Anche per quest’ultimo aspetto sarà necessario fare affidamento al timone che Erdogan si appresta a impugnare? Lo studioso francese, nel valutare la “nuova espansione dell’ottomanesimo turco nel Mediterraneo”, ricorda altri aspetti che coinvolgeranno l’Italia: l’impegno di Ankara nel dare sponda e legittimità al governo di Tripoli.
Nel giro di pochi mesi, quelli della pandemia, “la mappa del Medio Oriente e del Nord Africa ne è uscita sconvolta, con trasformazioni nel Mediterraneo che riguardano l’Italia e gli Stati dell’Europa meridionale.
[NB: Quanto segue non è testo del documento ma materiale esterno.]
//! jsockd: a line-delimited JSON IPC server over Unix domain sockets.
//!
//! A single process accepts multiple concurrent clients on a well-known
//! socket path, reads newline-framed JSON requests, routes them through a
//! pluggable command registry, and writes newline-framed JSON responses
//! back.
//!
//! Features:
//! - Readiness-multiplexed event loop (mio), zero CPU while idle
//! - Slab-backed connection set safe under removal during dispatch
//! - Explicit request framing with per-connection reassembly
//! - Structured error responses; a misbehaving client never takes the
//!   server down
//! - Configuration via CLI arguments or TOML file

pub mod commands;
pub mod config;
pub mod protocol;
pub mod runtime;
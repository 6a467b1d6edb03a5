//! VERSION command: report the server's semantic version.

use crate::commands::Handler;
use crate::protocol::{Request, Response};
use serde_json::json;

/// Answers `{"cmd": "VERSION"}` with `{"version": "<crate version>"}`.
pub struct VersionHandler;

impl Handler for VersionHandler {
    fn handle(&self, _request: &Request) -> Response {
        Response::new(json!({"version": env!("CARGO_PKG_VERSION")}))
    }
}

#[cfg(test)]
mod tests {
    use super::*;

    #[test]
    fn test_version_matches_crate() {
        let response = VersionHandler.handle(&Request::new("VERSION", json!({})));
        assert_eq!(
            response.body(),
            &json!({"version": env!("CARGO_PKG_VERSION")})
        );
    }
}
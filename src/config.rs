//! Configuration module for the jsockd server.
//!
//! Supports both command-line arguments and TOML configuration file.
//! CLI arguments take precedence over config file values.

use clap::Parser;
use serde::Deserialize;
use std::path::PathBuf;

/// Command-line arguments for the IPC server
#[derive(Parser, Debug)]
#[command(name = "jsockd")]
#[command(version)]
#[command(about = "A line-delimited JSON IPC server over Unix domain sockets", long_about = None)]
pub struct CliArgs {
    /// Path to TOML configuration file
    #[arg(short, long)]
    pub config: Option<PathBuf>,

    /// Path of the Unix domain socket to listen on
    #[arg(short = 's', long)]
    pub socket: Option<PathBuf>,

    /// Maximum number of concurrently connected clients
    #[arg(long)]
    pub max_connections: Option<usize>,

    /// Maximum request size in bytes
    #[arg(long)]
    pub max_request: Option<usize>,

    /// Log level (trace, debug, info, warn, error)
    #[arg(long, default_value = "info")]
    pub log_level: String,
}

/// TOML configuration file structure
#[derive(Debug, Deserialize, Default)]
pub struct TomlConfig {
    #[serde(default)]
    pub server: ServerConfig,
    #[serde(default)]
    pub limits: LimitsConfig,
    #[serde(default)]
    pub logging: LoggingConfig,
}

/// Server-related configuration
#[derive(Debug, Deserialize)]
pub struct ServerConfig {
    /// Path of the Unix domain socket
    #[serde(default = "default_socket")]
    pub socket: PathBuf,
    /// Listen backlog for the socket
    #[serde(default = "default_backlog")]
    pub backlog: i32,
}

impl Default for ServerConfig {
    fn default() -> Self {
        Self {
            socket: default_socket(),
            backlog: default_backlog(),
        }
    }
}

/// Per-connection and per-request limits
#[derive(Debug, Deserialize)]
pub struct LimitsConfig {
    /// Maximum number of concurrently connected clients
    #[serde(default = "default_max_connections")]
    pub max_connections: usize,
    /// Size of each read from a client socket in bytes
    #[serde(default = "default_read_buffer")]
    pub read_buffer: usize,
    /// Maximum size of a single request frame in bytes
    #[serde(default = "default_max_request")]
    pub max_request: usize,
}

impl Default for LimitsConfig {
    fn default() -> Self {
        Self {
            max_connections: default_max_connections(),
            read_buffer: default_read_buffer(),
            max_request: default_max_request(),
        }
    }
}

/// Logging configuration
#[derive(Debug, Deserialize)]
pub struct LoggingConfig {
    /// Log level
    #[serde(default = "default_log_level")]
    pub level: String,
}

impl Default for LoggingConfig {
    fn default() -> Self {
        Self {
            level: default_log_level(),
        }
    }
}

fn default_socket() -> PathBuf {
    PathBuf::from("/tmp/jsockd.sock")
}

fn default_backlog() -> i32 {
    128
}

fn default_max_connections() -> usize {
    1024
}

fn default_read_buffer() -> usize {
    4 * 1024
}

fn default_max_request() -> usize {
    64 * 1024
}

fn default_log_level() -> String {
    "info".to_string()
}

/// Final resolved configuration
#[derive(Debug, Clone)]
pub struct Config {
    pub socket: PathBuf,
    pub backlog: i32,
    pub max_connections: usize,
    pub read_buffer: usize,
    pub max_request: usize,
    pub log_level: String,
}

impl Default for Config {
    fn default() -> Self {
        Self {
            socket: default_socket(),
            backlog: default_backlog(),
            max_connections: default_max_connections(),
            read_buffer: default_read_buffer(),
            max_request: default_max_request(),
            log_level: default_log_level(),
        }
    }
}

impl Config {
    /// Load configuration from CLI args and optional TOML file.
    /// CLI arguments take precedence over TOML file values.
    pub fn load() -> Result<Self, ConfigError> {
        let cli = CliArgs::parse();

        // Load TOML config if specified
        let toml_config = if let Some(ref config_path) = cli.config {
            let contents = std::fs::read_to_string(config_path)
                .map_err(|e| ConfigError::FileRead(config_path.clone(), e))?;
            toml::from_str(&contents)
                .map_err(|e| ConfigError::TomlParse(config_path.clone(), e))?
        } else {
            TomlConfig::default()
        };

        Ok(Self::merge(cli, toml_config))
    }

    /// Merge CLI args with TOML config (CLI takes precedence).
    pub fn merge(cli: CliArgs, toml_config: TomlConfig) -> Self {
        Config {
            socket: cli.socket.unwrap_or(toml_config.server.socket),
            backlog: toml_config.server.backlog,
            max_connections: cli
                .max_connections
                .unwrap_or(toml_config.limits.max_connections),
            read_buffer: toml_config.limits.read_buffer,
            max_request: cli.max_request.unwrap_or(toml_config.limits.max_request),
            log_level: if cli.log_level != "info" {
                cli.log_level
            } else {
                toml_config.logging.level
            },
        }
    }
}

/// Configuration loading errors
#[derive(Debug)]
pub enum ConfigError {
    FileRead(PathBuf, std::io::Error),
    TomlParse(PathBuf, toml::de::Error),
}

impl std::fmt::Display for ConfigError {
    fn fmt(&self, f: &mut std::fmt::Formatter<'_>) -> std::fmt::Result {
        match self {
            ConfigError::FileRead(path, e) => {
                write!(f, "Failed to read config file '{}': {}", path.display(), e)
            }
            ConfigError::TomlParse(path, e) => {
                write!(f, "Failed to parse config file '{}': {}", path.display(), e)
            }
        }
    }
}

impl std::error::Error for ConfigError {}

#[cfg(test)]
mod tests {
    use super::*;

    #[test]
    fn test_default_config() {
        let config = Config::default();
        assert_eq!(config.socket, PathBuf::from("/tmp/jsockd.sock"));
        assert_eq!(config.backlog, 128);
        assert_eq!(config.max_connections, 1024);
        assert_eq!(config.max_request, 64 * 1024);
        assert_eq!(config.log_level, "info");
    }

    #[test]
    fn test_toml_parsing() {
        let toml_str = r#"
            [server]
            socket = "/run/jsockd/ipc.sock"
            backlog = 16

            [limits]
            max_connections = 64
            max_request = 8192

            [logging]
            level = "debug"
        "#;

        let config: TomlConfig = toml::from_str(toml_str).unwrap();
        assert_eq!(config.server.socket, PathBuf::from("/run/jsockd/ipc.sock"));
        assert_eq!(config.server.backlog, 16);
        assert_eq!(config.limits.max_connections, 64);
        assert_eq!(config.limits.max_request, 8192);
        assert_eq!(config.logging.level, "debug");
    }

    #[test]
    fn test_cli_overrides_toml() {
        let cli = CliArgs::try_parse_from([
            "jsockd",
            "--socket",
            "/tmp/override.sock",
            "--max-connections",
            "8",
        ])
        .unwrap();

        let toml_config: TomlConfig = toml::from_str(
            r#"
            [server]
            socket = "/tmp/from-file.sock"

            [limits]
            max_connections = 64

            [logging]
            level = "warn"
        "#,
        )
        .unwrap();

        let config = Config::merge(cli, toml_config);
        assert_eq!(config.socket, PathBuf::from("/tmp/override.sock"));
        assert_eq!(config.max_connections, 8);
        // Not set on the CLI, so the file value wins
        assert_eq!(config.log_level, "warn");
    }
}
/// Errors raised while turning a field snapshot into a cost estimate.
///
/// Every variant names the input field that caused it, so a form can point the
/// user straight at the offending value.
#[derive(Debug, thiserror::Error)]
pub enum CalculatorError {
    /// A required field is missing, empty, non-numeric, or not a known field.
    #[error("invalid value for `{field}`")]
    Validation { field: String },

    /// A date field could not be read as a calendar date.
    #[error("could not parse `{field}` as a date")]
    Parse {
        field: String,
        #[source]
        source: jiff::Error,
    },

    /// A divisor field is zero.
    #[error("`{field}` must not be zero")]
    DivisionByZero { field: String },
}

impl CalculatorError {
    pub fn validation(field: impl Into<String>) -> Self {
        Self::Validation {
            field: field.into(),
        }
    }

    /// Name of the field this error refers to.
    pub fn field(&self) -> &str {
        match self {
            Self::Validation { field }
            | Self::Parse { field, .. }
            | Self::DivisionByZero { field } => field,
        }
    }
}
mod cost_calculator;
mod error;
mod live;
mod reading_inputs;

use crate::cost_calculator::{CostEstimate, compute_fields};
use crate::live::LiveCalculator;
use crate::reading_inputs::{RecordFields, ReadingInputs, field};
use anyhow::{Context, bail};
use clap::{Args, Parser, Subcommand};
use jiff::Zoned;
use jiff::civil::Date;
use std::collections::BTreeMap;
use std::fs::File;
use std::io::{self, BufRead, BufReader, Read, Write};
use std::path::{Path, PathBuf};
use tracing::{info, warn};
use tracing_subscriber::EnvFilter;

/// Estimate a gas bill from two meter readings.
/// Converts the metered volume to kWh with the usual UK correction factors, then adds
/// the daily standing charge for every day between the two readings.
#[derive(Parser, Debug)]
#[command(version, long_about, args_conflicts_with_subcommands = true)]
struct GasEstimate {
    #[command(subcommand)]
    command: Option<Command>,
    #[command(flatten)]
    estimate: EstimateArgs,
}

#[derive(Subcommand, Debug)]
enum Command {
    /// Print one estimate (the default).
    Estimate(EstimateArgs),
    /// Print an estimate, then read `field=value` lines from stdin and recompute after each.
    Live(EstimateArgs),
    /// Estimate every row of a CSV file whose header names the input fields.
    Batch(BatchArgs),
}

#[derive(Args, Debug)]
struct EstimateArgs {
    #[command(flatten)]
    inputs: InputArgs,
    /// Print the estimate as JSON.
    #[arg(long)]
    json: bool,
}

/// Every input is optional on the command line; missing ones fall back to the
/// usual values for last month's bill.
#[derive(Args, Debug)]
struct InputArgs {
    /// Previous meter reading [default: 9170].
    #[arg(long, env = "PREVIOUS_READING", allow_hyphen_values = true)]
    previous_reading: Option<String>,
    /// Current meter reading [default: 9227].
    #[arg(long, env = "CURRENT_READING", allow_hyphen_values = true)]
    current_reading: Option<String>,
    /// Volume correction factor [default: 1.02264].
    #[arg(long, env = "VCF")]
    vcf: Option<String>,
    /// Kilowatt conversion factor [default: 3.6].
    #[arg(long, env = "KWCF")]
    kwcf: Option<String>,
    /// Daily standing charge, in pounds per day [default: 0.160912].
    #[arg(long, env = "DAILY_STANDING_CHARGE")]
    daily_standing_charge: Option<String>,
    /// Unit price, in pounds per kWh [default: 0.133153].
    #[arg(long, env = "COST_PER_KW")]
    cost_per_kw: Option<String>,
    /// Date of the previous reading, as YYYY-MM-DD [default: first day of last month].
    #[arg(long, env = "START_DATE")]
    start_date: Option<String>,
    /// Date of the current reading, as YYYY-MM-DD [default: first day of this month].
    #[arg(long, env = "END_DATE")]
    end_date: Option<String>,
}

impl InputArgs {
    fn to_fields(&self, today: Date) -> BTreeMap<String, String> {
        let mut fields = ReadingInputs::defaults(today).to_fields();
        let overrides = [
            (field::PREVIOUS_READING, &self.previous_reading),
            (field::CURRENT_READING, &self.current_reading),
            (field::VCF, &self.vcf),
            (field::KWCF, &self.kwcf),
            (field::DAILY_STANDING_CHARGE, &self.daily_standing_charge),
            (field::COST_PER_KW, &self.cost_per_kw),
            (field::START_DATE, &self.start_date),
            (field::END_DATE, &self.end_date),
        ];
        for (name, value) in overrides {
            if let Some(value) = value {
                fields.insert(name.to_string(), value.clone());
            }
        }
        fields
    }
}

#[derive(Args, Debug)]
struct BatchArgs {
    /// CSV file with one reading period per row.
    /// The header row must name the fields: previousReading, currentReading, vcf, kwcf,
    /// dailyStandingCharge, startDate, endDate, costPerKW.
    #[arg(long_help)]
    readings_csv: PathBuf,
}

fn main() -> anyhow::Result<()> {
    tracing_subscriber::fmt()
        .without_time()
        .compact()
        .with_writer(io::stderr)
        .with_env_filter(
            EnvFilter::try_from_default_env().unwrap_or_else(|_| EnvFilter::new("info")),
        )
        .init();

    let args = GasEstimate::parse();
    let today = Zoned::now().date();

    match args.command {
        None => estimate(&args.estimate, today),
        Some(Command::Estimate(args)) => estimate(&args, today),
        Some(Command::Live(args)) => live(&args, today),
        Some(Command::Batch(args)) => batch(&args.readings_csv),
    }
}

fn print_estimate(estimate: &CostEstimate, json: bool) -> anyhow::Result<()> {
    if json {
        println!("{}", serde_json::to_string_pretty(estimate)?);
    } else {
        println!("{estimate}");
    }
    Ok(())
}

fn estimate(args: &EstimateArgs, today: Date) -> anyhow::Result<()> {
    let estimate = compute_fields(&args.inputs.to_fields(today))?;
    print_estimate(&estimate, args.json)
}

fn live(args: &EstimateArgs, today: Date) -> anyhow::Result<()> {
    let mut calculator = LiveCalculator::new(args.inputs.to_fields(today));
    match calculator.latest() {
        Ok(estimate) => print_estimate(estimate, args.json)?,
        Err(error) => eprintln!("{error}"),
    }
    info!("Reading `field=value` lines from stdin");

    for line in io::stdin().lock().lines() {
        let line = line.context("Failed to read line")?;
        if line.trim().is_empty() {
            continue;
        }
        match calculator.apply_line(&line) {
            Ok(Ok(estimate)) => print_estimate(estimate, args.json)?,
            Ok(Err(error)) => eprintln!("{error}"),
            Err(error) => eprintln!("{error}"),
        }
    }
    Ok(())
}

fn batch(readings_csv: &Path) -> anyhow::Result<()> {
    let file = File::open(readings_csv)
        .with_context(|| format!("Readings file not found: {}", readings_csv.display()))?;
    estimate_rows(BufReader::new(file), io::stdout().lock())
}

/// Write one estimate row per readings row. Rows that fail are logged and skipped.
fn estimate_rows(readings: impl Read, output: impl Write) -> anyhow::Result<()> {
    let mut csv_reader = csv::ReaderBuilder::new()
        .flexible(true)
        .trim(csv::Trim::All)
        .from_reader(readings);
    let headers = csv_reader.headers().context("CSV headers not found")?.clone();
    let mut csv_writer = csv::Writer::from_writer(output);

    let mut n_rows = 0_usize;
    let mut n_failed = 0_usize;
    for record in csv_reader.records() {
        let record = record.context("Readings file could not be deserialized")?;
        n_rows += 1;
        let line = record.position().map_or(0, csv::Position::line);
        let fields = RecordFields {
            headers: &headers,
            record: &record,
        };
        match compute_fields(&fields) {
            Ok(estimate) => csv_writer.serialize(&estimate)?,
            Err(error) => {
                n_failed += 1;
                warn!(line, field = error.field(), %error, "Skipping row");
            }
        }
    }
    csv_writer.flush()?;
    info!(n_rows, n_failed, "Estimated readings");

    if n_failed != 0 {
        bail!("{n_failed} of {n_rows} rows could not be estimated");
    }
    Ok(())
}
Il Profeta è tornato a essere decisivo nei rapporti di forza della nostra geopolitica”: i ragionamenti di Kepel non tralasciano di scrutare quel mare oscuro in cui navigano “gli imprenditori della paura che mobilitano folle e social network nel mondo musulmano contro l’Occidente”.
Se a questi aspetti, a cui il saggio di Kepel fornisce un’indispensabile chiave di ragionamento, si aggiunge la politica “poco coordinata e conflittuale dell’Unione Europea”, ecco che il Mediterraneo e il Medio Oriente diventano una polveriera sempre più minacciosa. In un intreccio di eventi “in un’area tanto complessa quanto determinante per comprendere i grandi sconvolgimenti del nostro mondo contemporaneo”.